----- Given information -----

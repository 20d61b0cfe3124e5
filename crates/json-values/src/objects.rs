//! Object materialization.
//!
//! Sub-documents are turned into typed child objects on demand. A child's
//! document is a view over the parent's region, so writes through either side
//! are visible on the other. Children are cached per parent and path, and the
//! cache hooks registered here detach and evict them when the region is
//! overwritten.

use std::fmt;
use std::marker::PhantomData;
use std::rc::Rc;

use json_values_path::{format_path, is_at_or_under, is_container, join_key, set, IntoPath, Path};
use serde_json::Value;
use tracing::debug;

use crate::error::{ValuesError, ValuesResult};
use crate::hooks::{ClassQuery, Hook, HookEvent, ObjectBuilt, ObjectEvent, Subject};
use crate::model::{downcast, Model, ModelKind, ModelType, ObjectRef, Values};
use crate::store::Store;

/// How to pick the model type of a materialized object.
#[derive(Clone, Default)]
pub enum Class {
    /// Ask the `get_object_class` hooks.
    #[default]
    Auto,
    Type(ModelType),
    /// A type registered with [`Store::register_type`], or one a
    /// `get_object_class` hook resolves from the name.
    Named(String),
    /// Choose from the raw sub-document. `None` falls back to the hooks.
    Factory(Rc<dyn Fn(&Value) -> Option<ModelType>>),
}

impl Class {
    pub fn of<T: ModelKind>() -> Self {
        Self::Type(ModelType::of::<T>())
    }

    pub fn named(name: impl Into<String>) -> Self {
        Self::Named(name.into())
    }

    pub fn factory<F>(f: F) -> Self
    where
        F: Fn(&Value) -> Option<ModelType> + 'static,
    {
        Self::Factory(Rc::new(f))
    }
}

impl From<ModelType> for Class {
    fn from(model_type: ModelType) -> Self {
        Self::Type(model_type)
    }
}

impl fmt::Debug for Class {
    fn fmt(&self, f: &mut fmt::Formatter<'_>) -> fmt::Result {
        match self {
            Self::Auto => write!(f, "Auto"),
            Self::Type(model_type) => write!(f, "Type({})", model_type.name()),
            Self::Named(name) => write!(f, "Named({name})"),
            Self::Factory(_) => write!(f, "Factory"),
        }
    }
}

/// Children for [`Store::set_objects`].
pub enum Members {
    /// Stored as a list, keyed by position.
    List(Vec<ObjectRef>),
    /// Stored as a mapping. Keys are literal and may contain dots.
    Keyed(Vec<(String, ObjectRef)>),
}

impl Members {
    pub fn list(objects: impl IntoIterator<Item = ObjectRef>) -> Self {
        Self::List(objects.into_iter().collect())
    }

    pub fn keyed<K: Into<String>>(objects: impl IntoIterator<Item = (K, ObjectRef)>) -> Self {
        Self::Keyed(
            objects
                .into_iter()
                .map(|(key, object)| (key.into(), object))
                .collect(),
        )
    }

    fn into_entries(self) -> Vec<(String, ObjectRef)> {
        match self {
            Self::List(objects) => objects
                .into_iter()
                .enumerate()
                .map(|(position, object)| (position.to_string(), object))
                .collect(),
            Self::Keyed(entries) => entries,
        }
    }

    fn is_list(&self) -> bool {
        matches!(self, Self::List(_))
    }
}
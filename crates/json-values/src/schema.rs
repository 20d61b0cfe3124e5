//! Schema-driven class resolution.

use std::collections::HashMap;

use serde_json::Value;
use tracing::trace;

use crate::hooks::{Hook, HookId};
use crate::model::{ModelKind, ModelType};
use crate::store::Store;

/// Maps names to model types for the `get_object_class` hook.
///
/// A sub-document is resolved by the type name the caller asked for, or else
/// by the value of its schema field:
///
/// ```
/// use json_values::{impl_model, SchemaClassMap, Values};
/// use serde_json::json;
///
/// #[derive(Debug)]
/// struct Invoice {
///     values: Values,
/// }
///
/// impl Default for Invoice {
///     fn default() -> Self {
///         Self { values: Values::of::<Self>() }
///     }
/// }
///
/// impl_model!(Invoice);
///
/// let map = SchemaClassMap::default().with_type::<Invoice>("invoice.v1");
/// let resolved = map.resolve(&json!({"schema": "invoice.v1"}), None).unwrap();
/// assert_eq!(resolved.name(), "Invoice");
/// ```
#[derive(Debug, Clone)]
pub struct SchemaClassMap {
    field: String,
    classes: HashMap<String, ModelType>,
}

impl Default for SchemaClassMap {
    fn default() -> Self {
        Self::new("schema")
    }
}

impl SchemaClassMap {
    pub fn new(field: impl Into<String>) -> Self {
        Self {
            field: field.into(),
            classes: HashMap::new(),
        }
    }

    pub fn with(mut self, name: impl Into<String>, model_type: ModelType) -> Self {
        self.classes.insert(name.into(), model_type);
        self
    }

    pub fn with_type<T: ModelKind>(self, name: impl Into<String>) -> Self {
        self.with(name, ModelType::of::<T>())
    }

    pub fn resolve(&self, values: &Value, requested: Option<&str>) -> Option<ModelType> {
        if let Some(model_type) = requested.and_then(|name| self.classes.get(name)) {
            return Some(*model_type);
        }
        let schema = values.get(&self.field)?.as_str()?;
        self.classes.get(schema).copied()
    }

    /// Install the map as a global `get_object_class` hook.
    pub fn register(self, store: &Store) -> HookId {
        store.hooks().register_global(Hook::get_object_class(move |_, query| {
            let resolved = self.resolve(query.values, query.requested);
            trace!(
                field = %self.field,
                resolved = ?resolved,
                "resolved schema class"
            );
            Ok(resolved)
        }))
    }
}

-----
----- Given information -----

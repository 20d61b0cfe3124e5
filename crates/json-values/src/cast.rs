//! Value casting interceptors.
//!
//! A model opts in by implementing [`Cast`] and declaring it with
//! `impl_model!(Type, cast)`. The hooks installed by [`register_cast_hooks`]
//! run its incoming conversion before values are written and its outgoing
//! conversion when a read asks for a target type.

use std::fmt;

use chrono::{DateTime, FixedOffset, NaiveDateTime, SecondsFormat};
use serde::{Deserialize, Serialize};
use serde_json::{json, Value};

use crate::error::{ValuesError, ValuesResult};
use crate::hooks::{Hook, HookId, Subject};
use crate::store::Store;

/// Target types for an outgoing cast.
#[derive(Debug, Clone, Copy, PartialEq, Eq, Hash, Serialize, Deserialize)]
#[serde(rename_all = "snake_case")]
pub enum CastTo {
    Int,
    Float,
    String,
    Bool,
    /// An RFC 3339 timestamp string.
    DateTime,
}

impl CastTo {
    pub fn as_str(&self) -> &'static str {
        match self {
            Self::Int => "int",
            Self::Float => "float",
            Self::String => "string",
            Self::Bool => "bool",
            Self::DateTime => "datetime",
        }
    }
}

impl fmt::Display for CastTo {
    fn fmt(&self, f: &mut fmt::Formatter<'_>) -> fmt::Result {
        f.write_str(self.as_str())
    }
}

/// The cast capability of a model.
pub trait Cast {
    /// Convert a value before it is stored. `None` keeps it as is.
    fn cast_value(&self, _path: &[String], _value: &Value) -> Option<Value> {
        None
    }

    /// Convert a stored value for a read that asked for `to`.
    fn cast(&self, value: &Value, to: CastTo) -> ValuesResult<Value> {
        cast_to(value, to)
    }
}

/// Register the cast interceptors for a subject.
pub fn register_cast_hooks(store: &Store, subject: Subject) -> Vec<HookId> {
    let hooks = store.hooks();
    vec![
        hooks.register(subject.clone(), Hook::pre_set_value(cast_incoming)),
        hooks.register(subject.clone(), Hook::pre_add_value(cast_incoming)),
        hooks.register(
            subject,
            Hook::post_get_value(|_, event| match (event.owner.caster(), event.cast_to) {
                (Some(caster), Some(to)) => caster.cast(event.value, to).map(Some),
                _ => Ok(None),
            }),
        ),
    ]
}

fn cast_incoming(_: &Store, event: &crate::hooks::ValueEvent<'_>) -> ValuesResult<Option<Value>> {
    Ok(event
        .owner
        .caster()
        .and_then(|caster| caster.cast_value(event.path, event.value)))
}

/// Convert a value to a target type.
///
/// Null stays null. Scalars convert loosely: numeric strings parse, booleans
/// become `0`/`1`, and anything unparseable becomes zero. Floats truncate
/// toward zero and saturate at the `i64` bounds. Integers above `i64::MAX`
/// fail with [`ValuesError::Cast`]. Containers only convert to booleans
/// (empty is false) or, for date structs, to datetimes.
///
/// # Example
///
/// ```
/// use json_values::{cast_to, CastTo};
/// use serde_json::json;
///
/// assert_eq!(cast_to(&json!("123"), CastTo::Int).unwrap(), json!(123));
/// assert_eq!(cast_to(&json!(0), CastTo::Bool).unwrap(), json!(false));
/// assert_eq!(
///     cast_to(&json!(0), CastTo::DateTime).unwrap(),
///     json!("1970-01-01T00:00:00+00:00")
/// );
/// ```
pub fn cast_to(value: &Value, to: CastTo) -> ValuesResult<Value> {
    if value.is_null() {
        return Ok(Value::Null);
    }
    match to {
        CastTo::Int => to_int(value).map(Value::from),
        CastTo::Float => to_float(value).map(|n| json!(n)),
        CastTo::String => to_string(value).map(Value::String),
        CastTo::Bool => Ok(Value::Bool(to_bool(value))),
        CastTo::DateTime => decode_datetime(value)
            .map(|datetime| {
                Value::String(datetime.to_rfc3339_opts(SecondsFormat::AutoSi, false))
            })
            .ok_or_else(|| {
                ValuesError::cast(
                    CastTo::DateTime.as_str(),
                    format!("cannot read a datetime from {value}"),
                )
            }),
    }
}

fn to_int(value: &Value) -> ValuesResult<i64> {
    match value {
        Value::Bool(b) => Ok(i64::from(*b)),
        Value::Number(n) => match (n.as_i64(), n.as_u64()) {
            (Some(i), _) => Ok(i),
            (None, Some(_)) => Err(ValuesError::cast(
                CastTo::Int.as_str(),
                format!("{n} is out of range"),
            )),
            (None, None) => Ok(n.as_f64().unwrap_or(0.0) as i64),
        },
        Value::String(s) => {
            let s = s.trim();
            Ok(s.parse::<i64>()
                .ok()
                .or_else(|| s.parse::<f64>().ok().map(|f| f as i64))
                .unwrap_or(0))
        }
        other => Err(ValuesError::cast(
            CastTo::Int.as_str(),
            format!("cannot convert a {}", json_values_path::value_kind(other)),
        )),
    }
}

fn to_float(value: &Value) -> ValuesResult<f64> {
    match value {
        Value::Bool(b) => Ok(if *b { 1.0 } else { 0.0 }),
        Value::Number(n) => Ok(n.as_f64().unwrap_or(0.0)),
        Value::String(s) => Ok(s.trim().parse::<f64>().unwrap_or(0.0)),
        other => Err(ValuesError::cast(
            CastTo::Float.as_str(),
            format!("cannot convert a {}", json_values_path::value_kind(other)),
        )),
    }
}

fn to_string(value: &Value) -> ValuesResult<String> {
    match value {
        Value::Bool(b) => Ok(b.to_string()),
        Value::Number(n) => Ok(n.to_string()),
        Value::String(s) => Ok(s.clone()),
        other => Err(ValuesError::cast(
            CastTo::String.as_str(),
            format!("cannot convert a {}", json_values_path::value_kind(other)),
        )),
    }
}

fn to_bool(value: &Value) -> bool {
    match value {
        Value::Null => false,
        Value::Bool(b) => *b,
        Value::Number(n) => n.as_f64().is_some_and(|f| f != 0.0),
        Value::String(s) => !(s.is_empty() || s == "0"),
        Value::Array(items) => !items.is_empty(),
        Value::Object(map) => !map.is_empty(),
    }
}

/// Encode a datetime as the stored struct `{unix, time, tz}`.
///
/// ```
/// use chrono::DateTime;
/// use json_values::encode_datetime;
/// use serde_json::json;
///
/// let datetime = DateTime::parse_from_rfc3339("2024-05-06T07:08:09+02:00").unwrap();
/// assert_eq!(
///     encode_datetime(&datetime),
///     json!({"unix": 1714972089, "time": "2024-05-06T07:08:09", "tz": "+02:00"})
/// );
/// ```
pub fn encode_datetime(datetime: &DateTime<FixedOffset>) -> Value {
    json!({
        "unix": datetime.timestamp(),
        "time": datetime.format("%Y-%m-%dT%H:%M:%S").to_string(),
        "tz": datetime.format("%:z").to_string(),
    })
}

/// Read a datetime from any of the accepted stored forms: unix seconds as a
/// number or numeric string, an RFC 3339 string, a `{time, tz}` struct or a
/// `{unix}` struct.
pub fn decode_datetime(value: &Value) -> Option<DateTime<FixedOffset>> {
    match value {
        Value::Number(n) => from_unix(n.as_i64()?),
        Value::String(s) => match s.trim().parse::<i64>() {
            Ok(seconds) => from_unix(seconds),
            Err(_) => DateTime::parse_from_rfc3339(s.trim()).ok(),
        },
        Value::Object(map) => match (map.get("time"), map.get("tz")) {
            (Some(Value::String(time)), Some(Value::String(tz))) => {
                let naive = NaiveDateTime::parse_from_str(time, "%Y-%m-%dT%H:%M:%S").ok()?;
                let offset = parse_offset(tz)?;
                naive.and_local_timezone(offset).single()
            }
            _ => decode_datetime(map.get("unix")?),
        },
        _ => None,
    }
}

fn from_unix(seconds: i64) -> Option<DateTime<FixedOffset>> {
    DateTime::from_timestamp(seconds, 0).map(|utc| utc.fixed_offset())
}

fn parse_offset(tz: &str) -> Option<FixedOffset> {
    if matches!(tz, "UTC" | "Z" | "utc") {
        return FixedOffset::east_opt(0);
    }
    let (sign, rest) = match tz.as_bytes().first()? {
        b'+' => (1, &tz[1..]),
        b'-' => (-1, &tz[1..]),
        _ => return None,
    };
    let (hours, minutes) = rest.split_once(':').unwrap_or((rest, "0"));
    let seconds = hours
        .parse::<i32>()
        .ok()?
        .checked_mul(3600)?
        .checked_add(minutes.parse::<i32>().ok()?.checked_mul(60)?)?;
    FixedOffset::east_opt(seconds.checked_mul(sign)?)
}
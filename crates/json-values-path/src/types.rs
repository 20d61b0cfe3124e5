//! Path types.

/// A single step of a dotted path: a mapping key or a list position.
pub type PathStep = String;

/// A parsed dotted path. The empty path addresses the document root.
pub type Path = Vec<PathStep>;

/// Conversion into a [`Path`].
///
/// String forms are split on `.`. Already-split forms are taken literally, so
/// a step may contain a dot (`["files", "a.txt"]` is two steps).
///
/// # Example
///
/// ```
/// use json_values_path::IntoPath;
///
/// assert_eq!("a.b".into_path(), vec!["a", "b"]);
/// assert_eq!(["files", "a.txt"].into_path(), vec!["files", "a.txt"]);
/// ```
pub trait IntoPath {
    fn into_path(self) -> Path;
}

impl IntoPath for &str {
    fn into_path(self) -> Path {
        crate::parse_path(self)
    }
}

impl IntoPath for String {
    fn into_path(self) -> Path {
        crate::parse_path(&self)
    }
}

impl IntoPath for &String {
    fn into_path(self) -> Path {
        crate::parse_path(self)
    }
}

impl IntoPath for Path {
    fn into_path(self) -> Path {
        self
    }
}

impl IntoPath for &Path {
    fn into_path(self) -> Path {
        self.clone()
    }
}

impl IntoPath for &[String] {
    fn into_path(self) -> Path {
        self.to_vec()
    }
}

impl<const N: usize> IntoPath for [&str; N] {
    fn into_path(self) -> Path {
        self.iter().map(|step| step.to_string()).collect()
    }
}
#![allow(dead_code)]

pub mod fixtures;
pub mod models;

-----

• [Problem statement] Among the lines above, find those with the string "classes" and copy them.

• [Exercise solution]
    classes: HashMap<String, ModelType>,
            classes: HashMap::new(),
        self.classes.insert(name.into(), model_type);
        if let Some(model_type) = requested.and_then(|name| self.classes.get(name)) {
        self.classes.get(schema).copied()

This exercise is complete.